#### Task description
Check each line of the material, and show the ones that include the word "does".

#### Supplied records
//! Sequence generation configuration.
//!
//! [`SequenceConfig`] holds the factor declaration, proportions, rule sets
//! for every phase, and the search budget.

use crate::error::{ConfigError, Phase};
use crate::factors::{validate_proportions, FactorSpace};
use crate::rules::{validate_rules, TransitionRule};

/// Sampling attempts per position before the picker gives up.
pub const MAX_PICKER_ATTEMPTS: usize = 200;

/// Dead ends tolerated with one seed before drawing a new one.
pub const MAX_RETRY_ATTEMPTS: usize = 25;

/// New seeds drawn before the constraints are declared unsatisfiable.
pub const MAX_RESTART_ATTEMPTS: usize = 15;

/// Search budget of the backtracking sequencer.
#[derive(Debug, Clone, Copy, PartialEq, Eq)]
#[cfg_attr(feature = "serde", derive(serde::Serialize, serde::Deserialize))]
pub struct SearchLimits {
    /// Draws per position before failing with `ExhaustedAttempts`.
    pub picker_attempts: usize,

    /// Dead ends allowed per seed. Exceeding it draws a new seed.
    pub max_retries: usize,

    /// Seeds allowed per call. Exceeding it fails with
    /// `UnsatisfiableConstraints`.
    pub max_restarts: usize,
}

impl Default for SearchLimits {
    fn default() -> Self {
        Self {
            picker_attempts: MAX_PICKER_ATTEMPTS,
            max_retries: MAX_RETRY_ATTEMPTS,
            max_restarts: MAX_RESTART_ATTEMPTS,
        }
    }
}

/// Which factors the feasibility check restricts to their admissible levels.
#[derive(Debug, Clone, Copy, PartialEq, Eq, Default)]
#[cfg_attr(feature = "serde", derive(serde::Serialize, serde::Deserialize))]
pub enum FeasibilityScope {
    /// Every factor. Undeclared proportions count as uniform weights.
    #[default]
    AllFactors,

    /// Only factors with explicitly declared proportions; the others span
    /// all their levels. A dead end on an undeclared factor then surfaces
    /// in the picker instead of the retry loop.
    WeightedFactors,
}

/// Configuration of one generation call.
///
/// # Examples
///
/// ```
/// use counterbalance::rules::TransitionRule;
/// use counterbalance::sequencer::SequenceConfig;
///
/// // congruency, previous congruency, stimulus set, stimulus option
/// let config = SequenceConfig::new(vec![2, 2, 2, 2])
///     .with_rules(vec![
///         TransitionRule::Unconstrained,
///         TransitionRule::identical(1, 0),
///         TransitionRule::next(1),
///         TransitionRule::Unconstrained,
///     ])
///     .with_prepend(1, vec![
///         TransitionRule::identical(1, 1),
///         TransitionRule::Unconstrained,
///         TransitionRule::next(1),
///         TransitionRule::Unconstrained,
///     ])
///     .with_seed(7);
/// assert!(config.validate().is_ok());
/// ```
#[derive(Debug, Clone)]
#[cfg_attr(feature = "serde", derive(serde::Serialize, serde::Deserialize))]
pub struct SequenceConfig {
    /// Level count per factor.
    pub factors: Vec<usize>,

    /// Per-factor weights; `None` means uniform.
    pub proportions: Vec<Option<Vec<u32>>>,

    /// Transition rules of the pool-backed core, one per factor.
    pub rules: Vec<TransitionRule>,

    /// Repetitions of every (weighted) level combination.
    pub sets: u32,

    /// Trials added before the core, outside the pool.
    pub prepend_count: usize,

    /// Rules for prepended trials. Back-references count from the trial
    /// nearest the boundary, since prepending builds on the reversed list.
    pub prepend_rules: Vec<TransitionRule>,

    /// Trials added after the core, outside the pool.
    pub append_count: usize,

    /// Rules for appended trials.
    pub append_rules: Vec<TransitionRule>,

    /// Emit pool and decision traces through `log`.
    pub debug: bool,

    /// Random seed for reproducibility. `None` uses a random seed.
    pub seed: Option<u64>,

    /// Picker, retry and restart budgets.
    pub limits: SearchLimits,

    /// Factors covered by the pre-pick feasibility check.
    pub feasibility: FeasibilityScope,
}

impl SequenceConfig {
    /// Uniform proportions, no rules, one set, no boundary trials.
    pub fn new(factors: Vec<usize>) -> Self {
        let n = factors.len();
        Self {
            factors,
            proportions: vec![None; n],
            rules: TransitionRule::unconstrained_set(n),
            sets: 1,
            prepend_count: 0,
            prepend_rules: TransitionRule::unconstrained_set(n),
            append_count: 0,
            append_rules: TransitionRule::unconstrained_set(n),
            debug: false,
            seed: None,
            limits: SearchLimits::default(),
            feasibility: FeasibilityScope::default(),
        }
    }

    pub fn with_proportions(mut self, proportions: Vec<Option<Vec<u32>>>) -> Self {
        self.proportions = proportions;
        self
    }

    pub fn with_rules(mut self, rules: Vec<TransitionRule>) -> Self {
        self.rules = rules;
        self
    }

    pub fn with_sets(mut self, sets: u32) -> Self {
        self.sets = sets;
        self
    }

    pub fn with_prepend(mut self, count: usize, rules: Vec<TransitionRule>) -> Self {
        self.prepend_count = count;
        self.prepend_rules = rules;
        self
    }

    pub fn with_append(mut self, count: usize, rules: Vec<TransitionRule>) -> Self {
        self.append_count = count;
        self.append_rules = rules;
        self
    }

    pub fn with_debug(mut self, debug: bool) -> Self {
        self.debug = debug;
        self
    }

    pub fn with_seed(mut self, seed: u64) -> Self {
        self.seed = Some(seed);
        self
    }

    pub fn with_limits(mut self, limits: SearchLimits) -> Self {
        self.limits = limits;
        self
    }

    pub fn with_feasibility(mut self, scope: FeasibilityScope) -> Self {
        self.feasibility = scope;
        self
    }

    /// The declared factor space.
    pub fn factor_space(&self) -> Result<FactorSpace, ConfigError> {
        FactorSpace::new(self.factors.clone())
    }

    /// Validates the configuration.
    ///
    /// Boundary rule sets are checked only when their count is non-zero.
    pub fn validate(&self) -> Result<(), ConfigError> {
        let space = self.factor_space()?;
        if self.sets == 0 {
            return Err(ConfigError::ZeroSets);
        }
        validate_rules(&self.rules, &space, Phase::Main)?;
        if self.prepend_count > 0 {
            validate_rules(&self.prepend_rules, &space, Phase::Prepend)?;
        }
        if self.append_count > 0 {
            validate_rules(&self.append_rules, &space, Phase::Append)?;
        }
        validate_proportions(&self.proportions, &space)?;
        Ok(())
    }
}

#[cfg(test)]
mod tests {
    use super::*;

    #[test]
    fn test_default_config() {
        let config = SequenceConfig::new(vec![2, 3]);
        assert_eq!(config.proportions, vec![None, None]);
        assert_eq!(config.rules.len(), 2);
        assert_eq!(config.sets, 1);
        assert_eq!(config.limits.picker_attempts, 200);
        assert_eq!(config.limits.max_retries, 25);
        assert_eq!(config.limits.max_restarts, 15);
        assert_eq!(config.feasibility, FeasibilityScope::AllFactors);
    }

    #[test]
    fn test_validate_ok() {
        assert!(SequenceConfig::new(vec![2, 2]).validate().is_ok());
    }

    #[test]
    fn test_validate_zero_sets() {
        let config = SequenceConfig::new(vec![2]).with_sets(0);
        assert_eq!(config.validate(), Err(ConfigError::ZeroSets));
    }

    #[test]
    fn test_validate_bad_proportion() {
        let config = SequenceConfig::new(vec![2, 2]).with_proportions(vec![Some(vec![1, 0]), None]);
        assert!(matches!(
            config.validate(),
            Err(ConfigError::WeightBelowOne { .. })
        ));
    }

    #[test]
    fn test_boundary_rules_checked_only_when_used() {
        let bad = vec![TransitionRule::identical(0, 0), TransitionRule::Unconstrained];
        let config = SequenceConfig::new(vec![2, 2]).with_append(0, bad.clone());
        assert!(config.validate().is_ok());
        let config = config.with_append(2, bad);
        assert!(matches!(
            config.validate(),
            Err(ConfigError::InvalidLag {
                phase: Phase::Append,
                ..
            })
        ));
    }

    #[test]
    fn test_validate_empty_factor() {
        let config = SequenceConfig::new(vec![2, 0]);
        assert_eq!(config.validate(), Err(ConfigError::EmptyFactor { factor: 1 }));
    }
}
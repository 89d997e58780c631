//! Error types for sequence generation.

use std::fmt;

/// Generation phase in which a failure occurred.
#[derive(Debug, Clone, Copy, PartialEq, Eq)]
#[cfg_attr(feature = "serde", derive(serde::Serialize, serde::Deserialize))]
pub enum Phase {
    /// Pool-backed core produced by the backtracking sequencer.
    Main,
    /// Trials added before the core.
    Prepend,
    /// Trials added after the core.
    Append,
}

impl fmt::Display for Phase {
    fn fmt(&self, f: &mut fmt::Formatter<'_>) -> fmt::Result {
        match self {
            Phase::Main => write!(f, "main"),
            Phase::Prepend => write!(f, "prepend"),
            Phase::Append => write!(f, "append"),
        }
    }
}

/// A malformed configuration, detected before or during rule evaluation.
#[derive(Debug, Clone, PartialEq, Eq)]
pub enum ConfigError {
    /// No factors were declared.
    EmptyFactorSpace,

    /// A factor was declared with zero levels.
    EmptyFactor { factor: usize },

    /// `sets` must be at least one.
    ZeroSets,

    /// Rule array does not have one entry per factor.
    RuleCount {
        phase: Phase,
        expected: usize,
        found: usize,
    },

    /// Proportion array does not have one entry per factor.
    ProportionCount { expected: usize, found: usize },

    /// Explicit weight vector length differs from the factor's level count.
    WeightCount {
        factor: usize,
        expected: usize,
        found: usize,
    },

    /// Explicit weights must be at least one.
    WeightBelowOne { factor: usize, level: usize },

    /// `identical` / `different` must look back at least one trial.
    InvalidLag { phase: Phase, factor: usize, lag: usize },

    /// A rule references a factor that does not exist.
    UnknownFactor {
        phase: Phase,
        factor: usize,
        referenced: usize,
    },

    /// More than one `next` rule in a single rule set.
    DuplicateNext {
        phase: Phase,
        first: usize,
        second: usize,
    },

    /// Demand for some cell does not fit in a `u64`.
    DemandOverflow,

    /// A back-reference reaches before the start of the history.
    InsufficientHistory {
        factor: usize,
        lag: usize,
        available: usize,
    },

    /// A trial handed in as history does not have one in-range level per
    /// factor.
    TrialShape { position: usize },

    /// A custom rule returned a level outside `0..levels`.
    LevelOutOfRange {
        factor: usize,
        level: usize,
        levels: usize,
    },
}

impl fmt::Display for ConfigError {
    fn fmt(&self, f: &mut fmt::Formatter<'_>) -> fmt::Result {
        match self {
            ConfigError::EmptyFactorSpace => write!(f, "at least one factor is required"),
            ConfigError::EmptyFactor { factor } => {
                write!(f, "factor {factor} must have at least one level")
            }
            ConfigError::ZeroSets => write!(f, "sets must be at least 1"),
            ConfigError::RuleCount {
                phase,
                expected,
                found,
            } => write!(
                f,
                "{phase} rules must have one entry per factor: expected {expected}, found {found}"
            ),
            ConfigError::ProportionCount { expected, found } => write!(
                f,
                "proportions must have one entry per factor: expected {expected}, found {found}"
            ),
            ConfigError::WeightCount {
                factor,
                expected,
                found,
            } => write!(
                f,
                "factor {factor} has {expected} levels but {found} proportion weights"
            ),
            ConfigError::WeightBelowOne { factor, level } => write!(
                f,
                "proportion weight for factor {factor} level {level} must be at least 1"
            ),
            ConfigError::InvalidLag { phase, factor, lag } => write!(
                f,
                "{phase} rule on factor {factor} looks back {lag} trials; must be at least 1"
            ),
            ConfigError::UnknownFactor {
                phase,
                factor,
                referenced,
            } => write!(
                f,
                "{phase} rule on factor {factor} references unknown factor {referenced}"
            ),
            ConfigError::DuplicateNext {
                phase,
                first,
                second,
            } => write!(
                f,
                "only one next rule is allowed per {phase} rule set (factors {first} and {second})"
            ),
            ConfigError::DemandOverflow => write!(f, "demand pool cell overflows u64"),
            ConfigError::InsufficientHistory {
                factor,
                lag,
                available,
            } => write!(
                f,
                "rule on factor {factor} looks back {lag} trials but only {available} precede it"
            ),
            ConfigError::TrialShape { position } => write!(
                f,
                "trial at position {position} does not match the factor space"
            ),
            ConfigError::LevelOutOfRange {
                factor,
                level,
                levels,
            } => write!(
                f,
                "custom rule on factor {factor} returned level {level}; factor has {levels} levels"
            ),
        }
    }
}

impl std::error::Error for ConfigError {}

/// Failure of a generation call.
#[derive(Debug, Clone, PartialEq, Eq)]
pub enum GenerationError {
    /// Malformed configuration. Never retried.
    Configuration(ConfigError),

    /// The picker ran out of sampling attempts although the feasibility
    /// check reported an available cell.
    ExhaustedAttempts {
        phase: Phase,
        position: usize,
        attempts: usize,
    },

    /// No admissible combination exists at `position` after all retries and
    /// restarts.
    UnsatisfiableConstraints {
        phase: Phase,
        position: usize,
        /// Demand still left in the pool when giving up.
        remaining_mass: u64,
        /// Demand inside the admissible cross product at `position`.
        admissible_mass: u64,
        restarts: usize,
    },

    /// Consumed a cell whose demand was already zero.
    PoolUnderflow { cell: Vec<usize> },
}

impl fmt::Display for GenerationError {
    fn fmt(&self, f: &mut fmt::Formatter<'_>) -> fmt::Result {
        match self {
            GenerationError::Configuration(e) => write!(f, "configuration error: {e}"),
            GenerationError::ExhaustedAttempts {
                phase,
                position,
                attempts,
            } => write!(
                f,
                "{phase} phase: no pool-available combination found at position {position} \
                 after {attempts} attempts; consider using fewer restrictions"
            ),
            GenerationError::UnsatisfiableConstraints {
                phase,
                position,
                remaining_mass,
                admissible_mass,
                restarts,
            } => write!(
                f,
                "{phase} phase: constraints unsatisfiable at position {position} after \
                 {restarts} restarts (remaining mass {remaining_mass}, admissible mass \
                 {admissible_mass})"
            ),
            GenerationError::PoolUnderflow { cell } => {
                write!(f, "demand pool underflow at cell {cell:?}")
            }
        }
    }
}

impl std::error::Error for GenerationError {
    fn source(&self) -> Option<&(dyn std::error::Error + 'static)> {
        match self {
            GenerationError::Configuration(e) => Some(e),
            _ => None,
        }
    }
}

impl From<ConfigError> for GenerationError {
    fn from(e: ConfigError) -> Self {
        GenerationError::Configuration(e)
    }
}

impl GenerationError {
    /// Whether this is a configuration fault (as opposed to a search failure).
    pub fn is_configuration(&self) -> bool {
        matches!(self, GenerationError::Configuration(_))
    }
}
//! Transition rules.
//!
//! A rule constrains which levels of one factor are admissible at a trial
//! position, given the trials before it:
//!
//! - **Unconstrained**: any level.
//! - **Identical(x, y)**: the level factor `y` held `x` trials earlier.
//! - **Different(x, y)**: any level except that one.
//! - **Next(step)**: the factor's own previous level advanced by `step`,
//!   wrapping at the level count. At most one per rule set.
//! - **Custom**: a user function returning one level or a set.
//!
//! The same engine serves the pool-backed sequencer and the boundary
//! extender.

mod engine;
mod types;

pub use engine::{valid_levels, validate_rules};
pub use types::{Admissible, CustomFn, CustomRule, LevelSet, TransitionRule};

#### Solution for this problem
    /// Rule array does not have one entry per factor.
    /// Proportion array does not have one entry per factor.
    /// A rule references a factor that does not exist.
    /// Demand for some cell does not fit in a `u64`.
    /// A trial handed in as history does not have one in-range level per
                "trial at position {position} does not match the factor space"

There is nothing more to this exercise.